INVESTIGATING THE ROLE OF AN ERF TRANSCRIPTION FACTOR IN MEDIATING STRESS RESPONSE AND TOMATO FRUIT RIPENING AND QUALITY

Tomato (Solanum lycopersicum L.) is one of the world's most consumed vegetables and its consumption has been associated with decreased risk of chronic degenerative diseases. Tomato fruit is an important source of antioxidant compounds such as carotenoids, particularly lycopene, ascorbic acid, vitamin E and phenolic compounds. Fruit ripening is regulated by ethylene. Ethylene biosynthesis and signaling are modulated during fruit development and ripening and are involved in several processes such as antioxidant accumulation and softening that affect fruit quality and shelf-life. To date, several strategies have been implemented in tomato to modulate ripening and enhance tomato fruit quality and shelf-life by regulating the expression of genes involved in ethylene biosynthesis, perception or signaling. Among others, AP2/ERF genes are transcription factors which play key roles in several processes, such as plant development, ethylene response, and pathogen resistance. In tomato fruit, they can act as positive or negative regulator of ripening and of ethylene production. Our goal is to elucidate the functional role of ERF F4 gene (Solyc07g053740) in mediating modulation of the tomato fruit ripening during the plant response to abiotic stress and investigatiing its impact on fruit redox balance and antioxidant accumulation. In particular, the ERF F4 locus was targeted in Microtom by CRISPR/Cas 9 technology to generate knockout tomato plants. One month-old T3 offspring mutant and wild-type plants underwent three level of irrigation, consisting in the complete restitution of water (FWR), restitution of 50% of lost water (HWR) and 30% of water restitution (TWR), respectively.

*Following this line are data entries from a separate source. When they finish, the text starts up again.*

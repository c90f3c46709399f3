//! Token lists produced by the tokenizer collaborator and consumed by checks.

use super::diagnostic::Location;
use serde::Serialize;
use std::fmt;
use std::path::{Path, PathBuf};

/// Which pass a token list belongs to.
#[derive(Debug, Clone, Copy, PartialEq, Eq, Hash, Serialize)]
#[serde(rename_all = "lowercase")]
pub enum TokenListKind {
    Normal,
    Simplified,
}

impl TokenListKind {
    /// Name used by pattern rule configuration (`normal` / `simple`).
    pub fn rule_key(self) -> &'static str {
        match self {
            Self::Normal => "normal",
            Self::Simplified => "simple",
        }
    }
}

impl fmt::Display for TokenListKind {
    fn fmt(&self, f: &mut fmt::Formatter<'_>) -> fmt::Result {
        match self {
            Self::Normal => f.write_str("normal"),
            Self::Simplified => f.write_str("simplified"),
        }
    }
}

#[derive(Debug, Clone, Copy, PartialEq, Eq, Hash, Serialize)]
pub enum TokenClass {
    Name,
    Number,
    String,
    Char,
    Op,
}

#[derive(Debug, Clone, PartialEq, Eq, Serialize)]
pub struct Token {
    pub text: String,
    pub class: TokenClass,
    pub line: usize,
    /// Index into [`TokenList::files`]
    pub file: usize,
}

impl Token {
    pub fn new(text: impl Into<String>, class: TokenClass, line: usize, file: usize) -> Self {
        Self {
            text: text.into(),
            class,
            line,
            file,
        }
    }

    pub fn is(&self, text: &str) -> bool {
        self.text == text
    }

    pub fn is_name(&self) -> bool {
        self.class == TokenClass::Name
    }

    pub fn is_number(&self) -> bool {
        self.class == TokenClass::Number
    }
}

/// Tokens of one configuration of one file.
#[derive(Debug, Clone, Serialize)]
pub struct TokenList {
    pub kind: TokenListKind,
    pub configuration: String,
    /// File table; index 0 is the analysed source file
    pub files: Vec<PathBuf>,
    pub tokens: Vec<Token>,
}

impl TokenList {
    pub fn new(path: impl Into<PathBuf>, configuration: impl Into<String>) -> Self {
        Self {
            kind: TokenListKind::Normal,
            configuration: configuration.into(),
            files: vec![path.into()],
            tokens: Vec::new(),
        }
    }

    pub fn source_file(&self) -> &Path {
        &self.files[0]
    }

    pub fn len(&self) -> usize {
        self.tokens.len()
    }

    pub fn is_empty(&self) -> bool {
        self.tokens.is_empty()
    }

    pub fn iter(&self) -> std::slice::Iter<'_, Token> {
        self.tokens.iter()
    }

    pub fn location_of(&self, token: &Token) -> Location {
        let file = self
            .files
            .get(token.file)
            .unwrap_or(&self.files[0])
            .clone();
        Location::new(file, token.line)
    }

    /// Register a file in the table, returning its index.
    pub fn file_index(&mut self, path: &Path) -> usize {
        match self.files.iter().position(|f| f == path) {
            Some(idx) => idx,
            None => {
                self.files.push(path.to_path_buf());
                self.files.len() - 1
            }
        }
    }

    /// Space-prefixed rendering used by pattern rules: `" int x ;"`.
    pub fn rule_text(&self) -> String {
        let capacity = self.tokens.iter().map(|t| t.text.len() + 1).sum();
        self.tokens
            .iter()
            .fold(String::with_capacity(capacity), |mut acc, tok| {
                acc.push(' ');
                acc.push_str(&tok.text);
                acc
            })
    }

    /// Token whose rendered span in [`rule_text`](Self::rule_text) contains `offset`.
    pub fn token_at_rule_offset(&self, offset: usize) -> Option<&Token> {
        let mut len = 0usize;
        self.tokens.iter().find(|tok| {
            len += 1 + tok.text.len();
            len > offset
        })
    }
}

impl<'a> IntoIterator for &'a TokenList {
    type Item = &'a Token;
    type IntoIter = std::slice::Iter<'a, Token>;

    fn into_iter(self) -> Self::IntoIter {
        self.tokens.iter()
    }
}
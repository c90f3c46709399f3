//! Whole-program pass: single firing, artifact release and batch merging.

mod common;

use cfgscan::batch::{BatchMode, BatchRunner};
use cfgscan::check::CheckRegistry;
use cfgscan::config::Settings;
use cfgscan::engine::EngineBuilder;
use cfgscan::testkit::{write_sources, RecordingSink, ScriptedPreprocessor, StubCheck};
use cfgscan::{assert_diagnostic, assert_no_diagnostic};
use common::{quiet_settings, registry, stub_engine};
use indoc::indoc;
use pretty_assertions::assert_eq;

#[test]
fn test_pass_runs_once_over_all_files() {
    let stub = StubCheck::new("stub").normal_only().with_file_info();
    let counters = stub.counters();
    let sink = RecordingSink::new();
    let preprocessor = ScriptedPreprocessor::new()
        .configuration("", "int a;\n")
        .configuration("A", "int b;\n");
    let mut engine = stub_engine(quiet_settings(), preprocessor, vec![stub], &sink);

    for file in ["a.c", "b.c", "c.c"] {
        engine.check_content(file, "");
    }
    assert_eq!(counters.whole_program_runs(), 0);
    assert_eq!(engine.pending_file_infos(), 6);

    assert_eq!(engine.analyse_whole_program(), 3);
    assert_eq!(counters.whole_program_runs(), 1);
    assert_eq!(counters.whole_program_artifacts(), 6);
    assert_eq!(engine.pending_file_infos(), 0);

    // Artifacts are gone, so a second call cannot repeat diagnostics.
    assert_eq!(engine.analyse_whole_program(), 0);
    assert_eq!(counters.whole_program_runs(), 1);
}

#[test]
fn test_disabled_pass_collects_nothing() {
    let stub = StubCheck::new("stub").normal_only().with_file_info();
    let counters = stub.counters();
    let sink = RecordingSink::new();
    let mut settings = quiet_settings();
    settings.whole_program = false;
    let preprocessor = ScriptedPreprocessor::new().configuration("", "int a;\n");
    let mut engine = stub_engine(settings, preprocessor, vec![stub], &sink);

    engine.check_content("a.c", "");
    assert!(!engine.unused_function_check_enabled());
    assert_eq!(engine.pending_file_infos(), 0);
    assert_eq!(engine.analyse_whole_program(), 0);
    assert_eq!(counters.file_infos(), 0);
    assert_eq!(counters.whole_program_runs(), 0);
}

#[test]
fn test_analyze_mode_collects_file_info() {
    let stub = StubCheck::new("stub").with_file_info();
    let sink = RecordingSink::new();
    let preprocessor = ScriptedPreprocessor::new().configuration("", "int a;\n");
    let mut engine = stub_engine(quiet_settings(), preprocessor, vec![stub], &sink);

    engine.analyze_content("a.c", "");
    engine.analyze_content("b.c", "");
    assert!(engine.unused_function_check_enabled());
    assert_eq!(engine.analyse_whole_program(), 2);
}

#[test]
fn test_unused_function_across_files() {
    let mut settings = quiet_settings();
    settings.unused_function = true;
    let sink = RecordingSink::new();
    let mut engine = EngineBuilder::new(settings)
        .sink(sink.clone())
        .build()
        .unwrap();

    engine.check_content(
        "lib.c",
        indoc! {"
            int helper(int x) { return x + 1; }
            int orphan(void) { return 0; }
        "},
    );
    engine.check_content(
        "main.c",
        indoc! {"
            int helper(int x);
            int main(void) { return helper(1); }
        "},
    );
    assert!(engine.unused_function_check_enabled());
    assert_eq!(engine.analyse_whole_program(), 1);

    let unused = assert_diagnostic!(sink.errors(), "unusedFunction");
    assert_eq!(unused.message, "The function 'orphan' is never used.");
    assert_eq!(unused.location.as_ref().map(|l| l.line), Some(2));
}

#[test]
fn test_batch_merges_workers_before_single_pass() {
    let dir = tempfile::tempdir().unwrap();
    let files = write_sources(
        dir.path(),
        &[
            ("src/one.c", "int one(void) { return 1; }\n"),
            ("src/two.c", "int one(void);\nint main(void) { return one(); }\n"),
            ("src/three.c", "static int three(void) { return 3; }\n"),
        ],
    )
    .unwrap();
    let sink = RecordingSink::new();
    let settings = Settings {
        jobs: 3,
        quiet: true,
        unused_function: true,
        ..Settings::default()
    };

    let report = BatchRunner::new(settings, sink.clone())
        .run(&files, BatchMode::Check)
        .unwrap();

    assert_eq!(report.files, 3);
    assert_eq!(report.whole_program_errors, 1);
    let unused: Vec<_> = sink
        .errors()
        .into_iter()
        .filter(|d| d.id == "unusedFunction")
        .collect();
    assert_eq!(unused.len(), 1);
    assert!(unused[0].message.contains("'three'"));
}

#[test]
fn test_faulting_whole_program_check_is_isolated() {
    struct Exploding;
    impl cfgscan::check::Check for Exploding {
        fn name(&self) -> &str {
            "exploding"
        }
        fn runs_on(&self, _kind: cfgscan::TokenListKind) -> bool {
            true
        }
        fn run(&self, _tokens: &cfgscan::TokenList) -> cfgscan::check::CheckResult {
            Ok(Vec::new())
        }
        fn file_info(
            &self,
            _tokens: &cfgscan::TokenList,
        ) -> Result<Option<cfgscan::check::Artifact>, cfgscan::errors::CheckError> {
            Ok(Some(Box::new(())))
        }
        fn supports_whole_program(&self) -> bool {
            true
        }
        fn analyse_whole_program(
            &self,
            _infos: &[&cfgscan::engine::FileInfo],
        ) -> cfgscan::check::CheckResult {
            panic!("cross-file index corrupted")
        }
    }

    let healthy = StubCheck::new("healthy").normal_only().with_file_info();
    let mut checks: CheckRegistry = registry(vec![]);
    checks.register(Exploding);
    checks.register(healthy);
    let sink = RecordingSink::new();
    let mut engine = EngineBuilder::new(quiet_settings())
        .preprocessor(ScriptedPreprocessor::new().configuration("", "int a;\n"))
        .checks(checks)
        .sink(sink.clone())
        .build()
        .unwrap();

    engine.check_content("a.c", "");
    engine.analyse_whole_program();

    let internal = assert_diagnostic!(sink.errors(), "internalError");
    assert!(internal.message.contains("exploding"));
    assert_diagnostic!(sink.errors(), "healthy.wholeProgram");
    assert_no_diagnostic!(sink.infos(), "internalError");
}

Beside no variation was observed in the lycopene and total carotenoid levels in fruit at the red-ripe stage, edited plants showed increased levels of soluble solid content than wild type plants and responded to drought treatment with a higher increase in their antioxidant capacity. These results suggested the involvement of ERF F4 in modulating ripening associated metabolic processes and fruit redox balance in response to abiotic stresses. Ongoing experiments will further investigate the role of the tomato ERF F4 in regulating the expression of genes involved in controlling the metabolism of antioxidants, particularly glutathione and ascorbate pool.